The Lotus Pond

Daily Spirituality

Kensho Godchaser has done it again. It seems there is always a posting over there that talks directly to me. Today’s is This Day Our Daily Goddess, which is full of suggestions for connecting with the Goddess everyday, not just once or twice a month.

In a similar vein, I recently read Dianne Sylvan’s The Circle Within: Creating a Wiccan Spiritual Tradition, an excellent book about creating a daily spiritual practice. This is something I would dearly love to do, and about which I have been thinking about more and more. But… (and there is always a but) I keep putting it off. After the winter holidays, I said, when things are back to normal.
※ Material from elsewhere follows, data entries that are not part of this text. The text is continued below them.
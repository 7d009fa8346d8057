//! Streaming STL reader for both binary and ASCII files.
//!
//! ```text
//! binary:  UINT8[80] header | UINT32 count | count × (REAL32[3] normal,
//!          REAL32[3] × 3 corners, UINT16 attribute)
//! ascii:   solid name
//!            facet normal ni nj nk
//!              outer loop
//!                vertex x y z   (× 3)
//!              endloop
//!            endfacet
//!          endsolid name
//! ```

use std::fs::File;
use std::io::{BufRead, BufReader, ErrorKind, Read};
use std::path::Path;

use tracing::{debug, warn};

use crate::error::ReadError;
use crate::math::{Point3, Vector3};
use crate::mesh::Triangle;

/// Binary header size in bytes.
const HEADER_SIZE: usize = 80;

/// Header plus the triangle count.
const PREFIX_SIZE: usize = HEADER_SIZE + 4;

/// Size of one binary triangle record.
const TRIANGLE_SIZE: usize = 50;

/// Number of leading bytes inspected to tell ASCII from binary.
const SNIFF_SIZE: usize = 512;

/// Encoding of an STL file.
#[derive(Debug, Clone, Copy, PartialEq, Eq)]
pub enum StlFormat {
    Ascii,
    Binary,
}

#[derive(Debug, Clone, Copy, PartialEq, Eq)]
enum AsciiState {
    Outside,
    InSolid,
    InFacet,
    InLoop,
    AfterLoop,
}

/// Reads triangles from an STL stream one at a time.
///
/// Implements [`SoupSource`](super::SoupSource): each item is one triangle,
/// and the first error ends the sequence.
#[derive(Debug)]
pub struct StlReader<R> {
    reader: R,
    format: StlFormat,
    declared: u32,
    read: u32,
    ascii_state: AsciiState,
    line: usize,
    line_buf: Vec<u8>,
    done: bool,
}

impl StlReader<BufReader<File>> {
    /// Opens the STL file at `path`.
    ///
    /// # Errors
    ///
    /// Returns [`ReadError::FileNotFound`] if the file does not exist, or
    /// another [`ReadError`] if its header cannot be read.
    pub fn open<P: AsRef<Path>>(path: P) -> Result<Self, ReadError> {
        let path = path.as_ref();
        let file = File::open(path).map_err(|e| {
            if e.kind() == ErrorKind::NotFound {
                ReadError::FileNotFound {
                    path: path.to_path_buf(),
                }
            } else {
                ReadError::Io(e)
            }
        })?;
        let len = file.metadata()?.len();
        Self::with_len(BufReader::new(file), Some(len))
    }
}

impl<R: BufRead> StlReader<R> {
    /// Wraps a buffered reader positioned at the start of STL data.
    ///
    /// # Errors
    ///
    /// Returns an error if the binary header is incomplete or the stream
    /// cannot be read.
    pub fn new(reader: R) -> Result<Self, ReadError> {
        Self::with_len(reader, None)
    }

    fn with_len(mut reader: R, len: Option<u64>) -> Result<Self, ReadError> {
        let head = reader.fill_buf()?;
        let format = detect_format(&head[..head.len().min(SNIFF_SIZE)], len);
        debug!(?format, "detected STL encoding");

        let mut this = Self {
            reader,
            format,
            declared: 0,
            read: 0,
            ascii_state: AsciiState::Outside,
            line: 0,
            line_buf: Vec::new(),
            done: false,
        };

        if format == StlFormat::Binary {
            let mut prefix = [0u8; PREFIX_SIZE];
            let got = read_full(&mut this.reader, &mut prefix)?;
            if got < PREFIX_SIZE {
                return Err(ReadError::ShortHeader {
                    expected: PREFIX_SIZE,
                    got,
                });
            }
            this.declared = declared_count(&prefix).unwrap_or(0);
            debug!(triangles = this.declared, "binary STL header read");
        }

        Ok(this)
    }

    /// Encoding detected when the reader was created.
    #[must_use]
    pub fn format(&self) -> StlFormat {
        self.format
    }

    /// Triangle count declared in a binary header; `None` for ASCII input.
    #[must_use]
    pub fn triangle_count_hint(&self) -> Option<u32> {
        match self.format {
            StlFormat::Binary => Some(self.declared),
            StlFormat::Ascii => None,
        }
    }

    fn next_binary(&mut self) -> Result<Option<Triangle>, ReadError> {
        if self.read == self.declared {
            if !self.reader.fill_buf()?.is_empty() {
                warn!(
                    triangles = self.declared,
                    "ignoring data after the declared triangle records"
                );
            }
            return Ok(None);
        }

        let mut record = [0u8; TRIANGLE_SIZE];
        let got = read_full(&mut self.reader, &mut record)?;
        let triangle = decode_triangle(&record[..got]).ok_or(ReadError::Truncated {
            expected: self.declared,
            got: self.read,
        })?;
        self.read += 1;
        Ok(Some(triangle))
    }

    fn next_ascii(&mut self) -> Result<Option<Triangle>, ReadError> {
        let mut normal = Vector3::zeros();
        let mut corners = [Point3::origin(); 3];
        let mut count = 0;

        loop {
            self.line_buf.clear();
            if self.reader.read_until(b'\n', &mut self.line_buf)? == 0 {
                return match self.ascii_state {
                    AsciiState::Outside => Ok(None),
                    AsciiState::InSolid => {
                        warn!(line = self.line, "ASCII STL ends without `endsolid`");
                        Ok(None)
                    }
                    _ => Err(ReadError::malformed(
                        self.line,
                        "unexpected end of file inside a facet",
                    )),
                };
            }
            self.line += 1;
            let line = self.line;

            // Solid names and comments may carry any encoding; keywords and numbers are ASCII.
            let text = String::from_utf8_lossy(&self.line_buf);
            let mut tokens = text.split_whitespace();
            let Some(keyword) = tokens.next() else {
                continue;
            };
            let keyword = keyword.to_ascii_lowercase();

            match (self.ascii_state, keyword.as_str()) {
                (AsciiState::Outside, "solid") => self.ascii_state = AsciiState::InSolid,
                (AsciiState::InSolid, "endsolid") => self.ascii_state = AsciiState::Outside,
                (AsciiState::InSolid, "facet") => {
                    match tokens.next() {
                        Some(word) if word.eq_ignore_ascii_case("normal") => {
                            let [x, y, z] = parse_triple(&mut tokens, line)?;
                            normal = Vector3::new(x, y, z);
                        }
                        Some(word) => {
                            return Err(ReadError::malformed(
                                line,
                                format!("expected `normal` after `facet`, found `{word}`"),
                            ));
                        }
                        None => normal = Vector3::zeros(),
                    }
                    self.ascii_state = AsciiState::InFacet;
                }
                (AsciiState::InFacet, "outer") => {
                    if !tokens.next().is_some_and(|w| w.eq_ignore_ascii_case("loop")) {
                        return Err(ReadError::malformed(line, "expected `outer loop`"));
                    }
                    self.ascii_state = AsciiState::InLoop;
                }
                (AsciiState::InLoop, "vertex") => {
                    if count == 3 {
                        return Err(ReadError::malformed(
                            line,
                            "facet has more than three vertices",
                        ));
                    }
                    let [x, y, z] = parse_triple(&mut tokens, line)?;
                    corners[count] = Point3::new(x, y, z);
                    count += 1;
                }
                (AsciiState::InLoop, "endloop") => {
                    if count != 3 {
                        return Err(ReadError::malformed(
                            line,
                            format!("facet has {count} vertices, expected 3"),
                        ));
                    }
                    self.ascii_state = AsciiState::AfterLoop;
                }
                (AsciiState::AfterLoop, "endfacet") => {
                    self.ascii_state = AsciiState::InSolid;
                    return Ok(Some(Triangle::with_normal(normal, corners)));
                }
                (_, other) => {
                    return Err(ReadError::malformed(
                        line,
                        format!("unexpected `{other}`"),
                    ));
                }
            }
        }
    }
}

impl<R: BufRead> Iterator for StlReader<R> {
    type Item = Result<Triangle, ReadError>;

    fn next(&mut self) -> Option<Self::Item> {
        if self.done {
            return None;
        }

        let result = match self.format {
            StlFormat::Binary => self.next_binary(),
            StlFormat::Ascii => self.next_ascii(),
        };

        match result {
            Ok(Some(triangle)) => Some(Ok(triangle)),
            Ok(None) => {
                self.done = true;
                None
            }
            Err(err) => {
                self.done = true;
                Some(Err(err))
            }
        }
    }

    fn size_hint(&self) -> (usize, Option<usize>) {
        match self.format {
            _ if self.done => (0, Some(0)),
            StlFormat::Binary => (0, usize::try_from(self.declared - self.read).ok()),
            StlFormat::Ascii => (0, None),
        }
    }
}

/// Decides the encoding from the leading bytes and, when known, the total length.
fn detect_format(head: &[u8], len: Option<u64>) -> StlFormat {
    if let (Some(len), Some(count)) = (len, declared_count(head)) {
        let expected = PREFIX_SIZE as u64 + u64::from(count) * TRIANGLE_SIZE as u64;
        if len == expected {
            return StlFormat::Binary;
        }
    }

    let text = head.trim_ascii_start();
    let starts_with_solid = text.len() >= 5 && text[..5].eq_ignore_ascii_case(b"solid");
    let textual = head
        .iter()
        .all(|b| !b.is_ascii_control() || b.is_ascii_whitespace());

    if starts_with_solid && textual {
        StlFormat::Ascii
    } else {
        StlFormat::Binary
    }
}

/// Triangle count stored after the binary header, if enough bytes are present.
fn declared_count(prefix: &[u8]) -> Option<u32> {
    let bytes = prefix.get(HEADER_SIZE..PREFIX_SIZE)?;
    Some(u32::from_le_bytes(bytes.try_into().ok()?))
}

/// Decodes one binary triangle record; `None` if `record` is too short.
fn decode_triangle(record: &[u8]) -> Option<Triangle> {
    if record.len() < TRIANGLE_SIZE {
        return None;
    }
    let normal = decode_vec3(record, 0)?;
    let a = decode_vec3(record, 12)?;
    let b = decode_vec3(record, 24)?;
    let c = decode_vec3(record, 36)?;
    Some(Triangle::with_normal(
        normal,
        [Point3::from(a), Point3::from(b), Point3::from(c)],
    ))
}

fn decode_vec3(record: &[u8], offset: usize) -> Option<Vector3> {
    Some(Vector3::new(
        decode_f32(record, offset)?,
        decode_f32(record, offset + 4)?,
        decode_f32(record, offset + 8)?,
    ))
}

fn decode_f32(record: &[u8], offset: usize) -> Option<f64> {
    let bytes = record.get(offset..offset + 4)?;
    Some(f64::from(f32::from_le_bytes(bytes.try_into().ok()?)))
}

fn parse_triple<'a, I>(tokens: &mut I, line: usize) -> Result<[f64; 3], ReadError>
where
    I: Iterator<Item = &'a str>,
{
    let mut values = [0.0; 3];
    for value in &mut values {
        let token = tokens
            .next()
            .ok_or_else(|| ReadError::malformed(line, "expected three coordinates"))?;
        *value = token
            .parse()
            .map_err(|source| ReadError::ParseFloat { line, source })?;
    }
    if tokens.next().is_some() {
        return Err(ReadError::malformed(line, "too many coordinates"));
    }
    Ok(values)
}

/// Reads until `buf` is full or the stream ends, returning the bytes read.
fn read_full<R: Read>(reader: &mut R, buf: &mut [u8]) -> std::io::Result<usize> {
    let mut filled = 0;
    while filled < buf.len() {
        match reader.read(&mut buf[filled..]) {
            Ok(0) => break,
            Ok(n) => filled += n,
            Err(e) if e.kind() == ErrorKind::Interrupted => {}
            Err(e) => return Err(e),
        }
    }
    Ok(filled)
}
Then I found out we were moving to TO. Now I say after we have moved and are settled in. I will probably find another excuse then. So why don’t I start now? Well… I’m embarrassed. quanta came into the bedroom one time while I was meditating, and I felt so silly. I’d feel even sillier doing it everyday, maybe several times a day. And I’d also be embarrassed if he knew I read devotional poems to the Lord and Lady, or said daily prayers to Them. I am a horribly shy person. I won’t even exercise if quanta is home. Anything that is even remotely self-improvement oriented I want to keep totally to myself. So, instead of connecting with my deities, I’m worried about what someone else will think. It is pretty dumb, since I know quanta would be happy if I found a little more peace within myself.

So what am I going to do? I just don’t know.